Given $y\left(0\right)=y_0$, integrate both sides of Equation (2), and then one has

$$y_t=y_0+\sigma W_t,$$

(3)

where $W_0=0$, and $W_t\sim \mathcal{N}(0,t)$.

Given the initial value $y_0$, Equation (3) describes the dynamic of the trait variable $y_t$ at time t pending the rate parameter $\sigma$. Figure 1 presents one hundred trajectories generated using rates $\sigma =1$ (bottom left) and $\sigma =4$ (bottom right), respectively. It can be seen straightforwardly that while a smaller rate ($\sigma =1$) yields a narrower range of character value, the larger rate ($\sigma =4$) yields a wider range of character value.

Figure 1. Trait values under Brownian motion dynamics with two different rates (left: $\sigma =1$, right: $\sigma =4$). Histograms in the top row represent the distribution of final positions, showing greater spread with higher $\sigma$. The bottom row illustrates 100 trajectories in red over time and the mean trajectory in blue, with higher $\sigma$ resulting in more dispersed paths. The time span is set to 100.

For a group of n related species, denote $y_{i,t},i=1,2,\cdots ,n$ as the trait variable for the ith species. Then, we can apply the Brownian motion with the rate parameter to explore the dynamic of the trait along the evolutionary history using a phylgoenetic tree $\mathcal{T}$ that represents the relatedness between species. In particular, the estimation of the evolution rate $\sigma$ can be performed using phylogenetic comparative methods (PCMs) [8,9,10].

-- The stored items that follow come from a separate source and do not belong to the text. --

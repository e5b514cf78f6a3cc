//! This crate contains the source code for the binary of the maze animator tracemaze.

#![expect(
    clippy::cargo_common_metadata,
    reason = "Temporary allow during development."
)]
#![expect(
    unused_crate_dependencies,
    reason = "The dependencies are used in the library crate."
)]

use std::io;

use clap::Parser as _;
use color_eyre::{eyre::Result, install};
use tracemaze::{headless, logging, App, Config};

fn main() -> Result<()> {
    install()?;

    let config = Config::parse();
    logging::init(&config)?;

    if config.headless {
        return headless::run(&config, &mut io::stdout().lock());
    }

    let mut terminal = ratatui::init();
    let result = App::new(&config).run(&mut terminal);
    ratatui::restore();

    result
}
use log::{info, warn};
use rand::{rngs::StdRng, Rng as _, SeedableRng as _};

use crate::{
    error::MazeError,
    generator::{GenerationStep, Generator},
    grid::{check_size, Grid, Position, MAX_SIZE, MIN_SIZE},
    solver::{Algorithm, SolveStep, Solver},
};

/// Slowest animation speed.
pub const MIN_SPEED: u8 = 1;

/// Fastest animation speed.
pub const MAX_SPEED: u8 = 100;

/// Longest delay between two cells while the found path is traced.
pub const PATH_FRAME_DELAY_MS: u64 = 16;

/// Delay between two steps for a speed in [`MIN_SPEED`]`..=`[`MAX_SPEED`].
///
/// Out-of-range speeds are clamped, so the delay always lies between 1 and 100 milliseconds.
#[must_use]
pub fn delay_for_speed(speed: u8) -> Duration {
    let speed = speed.clamp(MIN_SPEED, MAX_SPEED);
    Duration::from_millis(u64::from(MAX_SPEED + 1 - speed))
}

/// What the scheduler is busy with, without the data it holds.
#[derive(Clone, Copy, Debug, PartialEq, Eq)]
pub enum Activity {
    /// No maze yet.
    Idle,
    /// A maze is being carved.
    Generating,
    /// A finished maze is waiting for a solve request.
    Ready,
    /// A solve is exploring the maze.
    Solving(Algorithm),
    /// The found path is being revealed cell by cell.
    Tracing,
}

/// Signal emitted when a run completes.
#[derive(Clone, Debug, PartialEq, Eq)]
pub enum Completion {
    /// Generation finished; carries the carved maze.
    Generated(Grid),
    /// A solve reached the goal.
    Solved {
        /// Algorithm that found the path.
        algorithm: Algorithm,
        /// Cells from the start to the goal.
        path: Vec<Position>,
        /// Cells expanded before the goal was extracted.
        expanded: usize,
    },
    /// A solve ran out of cells to explore.
    NoSolution {
        /// Algorithm that gave up.
        algorithm: Algorithm,
    },
}

/// Internal state of the scheduler; each variant holding a grid is its sole owner.
#[derive(Debug)]
enum Phase {
    /// Nothing generated yet.
    Idle,
    /// Carving in progress.
    Generating(Box<Generator>),
    /// Maze ready to be solved.
    Ready(Grid),
    /// Search in progress.
    Solving {
        /// Maze being searched.
        grid: Grid,
        /// Search lending the maze step by step.
        solver: Solver,
    },
    /// Path reveal in progress.
    Tracing(Grid),
}
//! Error taxonomy of the maze core.
//!
//! The algorithmic modules return [`MazeError`] so callers can tell apart programming errors from
//! rejected configuration. The application layers wrap it into [`color_eyre::eyre::Report`] through
//! the `?` operator.

use std::fmt;

use crate::grid::Position;

/// Failures reported by the grid, the generator, the solver and the scheduler.
#[derive(Clone, Copy, Debug, PartialEq, Eq)]
#[expect(
    clippy::module_name_repetitions,
    reason = "The error is re-exported at the crate root, where the bare name would be ambiguous."
)]
pub enum MazeError {
    /// Two cells were asked to be connected although they are not grid-adjacent.
    ///
    /// Correct callers never produce this; it is surfaced instead of panicking so the host can
    /// report it and bail out.
    InvalidAdjacency {
        /// First cell of the requested connection.
        first: Position,
        /// Second cell of the requested connection.
        second: Position,
    },
    /// The requested grid size lies outside the supported bounds.
    InvalidConfiguration {
        /// Size that was requested.
        size: usize,
        /// Smallest accepted size.
        min: usize,
        /// Largest accepted size.
        max: usize,
    },
    /// A solve was requested while no finished maze is available.
    NoMaze,
}

impl fmt::Display for MazeError {
    fn fmt(&self, f: &mut fmt::Formatter<'_>) -> fmt::Result {
        match self {
            Self::InvalidAdjacency { first, second } => {
                write!(f, "cells {first} and {second} are not adjacent")
            }
            Self::InvalidConfiguration { size, min, max } => {
                write!(
                    f,
                    "grid size {size} is out of bounds (expected {min} to {max})"
                )
            }
            Self::NoMaze => write!(f, "no maze has been generated yet"),
        }
    }
}

impl std::error::Error for MazeError {}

There are models created on the basis of Equation (3) by considering that the constant-rate BM model may not be well addressed for the evolution in many scenarios [11,12,13,14,15]. Such models come with the assumption that the evolution of a species changes over time, wherethe rates of continuous trait evolution can be modeled as either constants or stochastic variables along times (branch lengths). The trait variable $y_t$ adopts the following dynamics:

$$y_t=\mu +{\sigma }_t{W}_t,$$

(4)

where ${\sigma }_t$ can be constant (i.e., ${\sigma }_t=\sigma ,t>0$) [16], piecewise constant (i.e., ${\sigma }_t={\sigma }_i,{\gamma }_{i-1}\le t\le {\gamma }_i$, where ${\gamma }_i$ and ${\gamma }_{i-1}$ are the successive time regimes) [11] or a random variable modeled by another pertinent process (i.e., ${\sigma }_t\sim \mathcal{D}\left(t\right)$ where $\mathcal{D}\left(t\right)$ is a distribution function for the stochastic variable) [17,18].

A hypothetical tree of four species $A,B,C,D$ and the corresponding simulation of the trajectories $y_{i,t}$ using Brownian motion along a rooted phylogenetic tree under two different rates is shown in Figure 2.

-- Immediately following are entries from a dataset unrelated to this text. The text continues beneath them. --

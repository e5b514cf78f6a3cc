//! Step-wise maze solving with breadth-first search, depth-first search and A*.
//!
//! The three strategies share one skeleton and only differ in how the open set hands back the next
//! cell: first in first out, last in first out, or lowest estimated total cost. Cells are marked
//! visited as soon as they enter the open set, so no cell is ever queued twice.

use std::{
    cmp::Reverse,
    collections::{BinaryHeap, VecDeque},
    fmt, iter,
};

use clap::ValueEnum;
use log::{debug, trace};

use crate::grid::{Cell, Grid, Position};

/// Search strategy used to solve a maze.
#[derive(Clone, Copy, Debug, PartialEq, Eq, Hash, ValueEnum)]
pub enum Algorithm {
    /// Breadth-first search, shortest path.
    Bfs,
    /// Depth-first search, some path.
    Dfs,
    /// A* with a Manhattan heuristic, shortest path.
    #[value(name = "astar")]
    AStar,
}

impl Algorithm {
    /// Every algorithm, in the order they are offered to the user.
    pub const ALL: [Self; 3] = [Self::Bfs, Self::Dfs, Self::AStar];

    /// Short human-readable name.
    #[must_use]
    pub const fn label(self) -> &'static str {
        match self {
            Self::Bfs => "BFS",
            Self::Dfs => "DFS",
            Self::AStar => "A*",
        }
    }
}

impl fmt::Display for Algorithm {
    fn fmt(&self, f: &mut fmt::Formatter<'_>) -> fmt::Result {
        f.write_str(self.label())
    }
}

/// Entry of the A* priority queue.
///
/// The derived ordering compares the total first and the insertion sequence second, so equal
/// totals come out in the order they went in.
#[derive(Clone, Copy, Debug, PartialEq, Eq, PartialOrd, Ord)]
struct Entry {
    /// Estimated total cost through this cell.
    total: usize,
    /// Insertion counter.
    sequence: u64,
    /// Queued cell.
    position: Position,
}

/// Frontier of discovered but not yet expanded cells.
#[derive(Debug)]
enum OpenSet {
    /// FIFO queue for breadth-first search.
    Queue(VecDeque<Position>),
    /// LIFO stack for depth-first search.
    Stack(Vec<Position>),
    /// Min-heap on the estimated total for A*.
    Heap {
        /// Queued entries.
        heap: BinaryHeap<Reverse<Entry>>,
        /// Next insertion sequence number.
        sequence: u64,
    },
}

impl OpenSet {
    /// Builds the empty open set matching the algorithm.
    const fn new(algorithm: Algorithm) -> Self {
        match algorithm {
            Algorithm::Bfs => Self::Queue(VecDeque::new()),
            Algorithm::Dfs => Self::Stack(Vec::new()),
            Algorithm::AStar => Self::Heap {
                heap: BinaryHeap::new(),
                sequence: 0,
            },
        }
    }

    /// Inserts a cell; `total` is only looked at by the heap.
    fn push(&mut self, position: Position, total: usize) {
        match self {
            Self::Queue(queue) => queue.push_back(position),
            Self::Stack(stack) => stack.push(position),
            Self::Heap { heap, sequence } => {
                heap.push(Reverse(Entry {
                    total,
                    sequence: *sequence,
                    position,
                }));
                *sequence += 1;
            }
        }
    }

    /// Extracts the next cell according to the discipline.
    fn pop(&mut self) -> Option<Position> {
        match self {
            Self::Queue(queue) => queue.pop_front(),
            Self::Stack(stack) => stack.pop(),
            Self::Heap { heap, .. } => heap.pop().map(|Reverse(entry)| entry.position),
        }
    }

    /// Cells currently waiting, in no particular order.
    fn positions(&self) -> Vec<Position> {
        match self {
            Self::Queue(queue) => queue.iter().copied().collect(),
            Self::Stack(stack) => stack.clone(),
            Self::Heap { heap, .. } => heap.iter().map(|Reverse(entry)| entry.position).collect(),
        }
    }
}

/// Terminal result of a solve.
#[derive(Clone, Debug, PartialEq, Eq)]
pub enum SolveOutcome {
    /// Path from the start to the goal, both included.
    Solved(Vec<Position>),
    /// The open set ran dry before the goal was reached.
    NoSolution,
}

/// Outcome of a single solve step.
#[derive(Clone, Debug, PartialEq, Eq)]
pub enum SolveStep {
    /// A cell was taken from the open set and its unvisited passable neighbors were queued.
    Expanded {
        /// Cell that was expanded.
        cell: Position,
        /// Neighbors queued by this step.
        discovered: Vec<Position>,
    },
    /// The goal was extracted; the path runs from the start to the goal.
    Solved(Vec<Position>),
    /// The open set is empty and the goal was never reached.
    NoSolution,
}

impl From<SolveOutcome> for SolveStep {
    fn from(outcome: SolveOutcome) -> Self {
        match outcome {
            SolveOutcome::Solved(path) => Self::Solved(path),
            SolveOutcome::NoSolution => Self::NoSolution,
        }
    }
}

/// Search run from the top-left to the bottom-right cell of a grid.
///
/// The solver does not own the grid; the scheduler lends it for every step, which keeps a single
/// owner for the grid at all times.
#[derive(Debug)]
pub struct Solver {
    /// Strategy in use.
    algorithm: Algorithm,
    /// Cell the search is looking for.
    goal: Position,
    /// Discovered cells waiting to be expanded.
    ///
    /// This field holds the frontier of the search. Its discipline is the only thing that tells
    /// the three algorithms apart.
    open: OpenSet,
    /// Number of cells expanded so far.
    expanded: usize,
    /// Terminal result, once reached.
    ///
    /// This field stays [`None`] while the search runs. Once set, [`Solver::step`] returns it
    /// without touching the grid again.
    outcome: Option<SolveOutcome>,
}

impl Solver {
    /// Resets the grid's search state and seeds the open set with the start cell.
    pub fn new(grid: &mut Grid, algorithm: Algorithm) -> Self {
        grid.reset_search_state();

        let start = grid.start();
        let goal = grid.goal();
        let heuristic = start.manhattan(goal);
        if let Some(cell) = grid.cell_mut(start) {
            cell.visited = true;
            if algorithm == Algorithm::AStar {
                cell.cost = Some(0);
                cell.heuristic = heuristic;
                cell.total = Some(heuristic);
            }
        }

        let mut open = OpenSet::new(algorithm);
        open.push(start, heuristic);

        Self {
            algorithm,
            goal,
            open,
            expanded: 0,
            outcome: None,
        }
    }

    /// Performs one unit of solve work on `grid`.
    ///
    /// After a terminal step ([`SolveStep::Solved`] or [`SolveStep::NoSolution`]) every further
    /// call returns that same result and leaves the grid alone.
    pub fn step(&mut self, grid: &mut Grid) -> SolveStep {
        if let Some(outcome) = &self.outcome {
            return outcome.clone().into();
        }

        let Some(current) = self.open.pop() else {
            return self.finish(SolveOutcome::NoSolution);
        };

        if current == self.goal {
            return self.finish(SolveOutcome::Solved(reconstruct_path(grid, current)));
        }

        self.expanded += 1;
        let cost = grid.cell(current).and_then(Cell::cost).unwrap_or(0);
        let mut discovered = Vec::new();

        for next in grid.passable_neighbors(current) {
            if grid.is_visited(next) {
                continue;
            }

            let next_cost = cost + 1;
            let heuristic = next.manhattan(self.goal);
            let total = next_cost + heuristic;
            if let Some(cell) = grid.cell_mut(next) {
                cell.visited = true;
                cell.parent = Some(current);
                if self.algorithm == Algorithm::AStar {
                    cell.cost = Some(next_cost);
                    cell.heuristic = heuristic;
                    cell.total = Some(total);
                }
            }

            self.open.push(next, total);
            discovered.push(next);
        }
        trace!("{} expanded {current}, queued {discovered:?}", self.algorithm);

        SolveStep::Expanded {
            cell: current,
            discovered,
        }
    }

    /// Records the terminal outcome and returns it as a step.
    fn finish(&mut self, outcome: SolveOutcome) -> SolveStep {
        match &outcome {
            SolveOutcome::Solved(path) => debug!(
                "{} reached the goal with a path of {} cells after expanding {} cells",
                self.algorithm,
                path.len(),
                self.expanded
            ),
            SolveOutcome::NoSolution => debug!(
                "{} exhausted the open set after expanding {} cells",
                self.algorithm, self.expanded
            ),
        }
        self.outcome = Some(outcome.clone());

        outcome.into()
    }

    /// Strategy in use.
    #[must_use]
    pub const fn algorithm(&self) -> Algorithm {
        self.algorithm
    }

    /// Number of cells expanded so far.
    #[must_use]
    pub const fn expanded(&self) -> usize {
        self.expanded
    }

    /// Cells currently in the open set.
    #[must_use]
    pub fn frontier(&self) -> Vec<Position> {
        self.open.positions()
    }

    /// Terminal result, once reached.
    #[must_use]
    pub const fn outcome(&self) -> Option<&SolveOutcome> {
        self.outcome.as_ref()
    }
}

/// Solves `grid` in one go.
pub fn solve(grid: &mut Grid, algorithm: Algorithm) -> SolveOutcome {
    let mut solver = Solver::new(grid, algorithm);
    loop {
        match solver.step(grid) {
            SolveStep::Expanded { .. } => {}
            SolveStep::Solved(path) => return SolveOutcome::Solved(path),
            SolveStep::NoSolution => return SolveOutcome::NoSolution,
        }
    }
}

/// Follows parent pointers from `end` back to the start and returns the path in walking order.
fn reconstruct_path(grid: &Grid, end: Position) -> Vec<Position> {
    let mut path: Vec<Position> = iter::successors(Some(end), |position| {
        grid.cell(*position).and_then(Cell::parent)
    })
    .take(grid.cells().len())
    .collect();
    path.reverse();

    path
}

Figure 2. Trajectories of trait evolution for 4 species $A,B,C,D$ along a rooted phylogenetic tree. Middle panel: A rooted phylogenetic tree with four taxa $A,B,C,D$. Left panel: A set of four dependent trajectories along the tree using a single rate (${\sigma }_t=\sigma$ on all branches). Right panel: A set of four dependent trajectories along the tree using two rates (${\sigma }_t={\sigma }_1$ on the blue branches, and ${\sigma }_t={\sigma }_2$ on the red branches). $\mu$ is the root status denoted as a parameter of interest (analogous to $y_0$).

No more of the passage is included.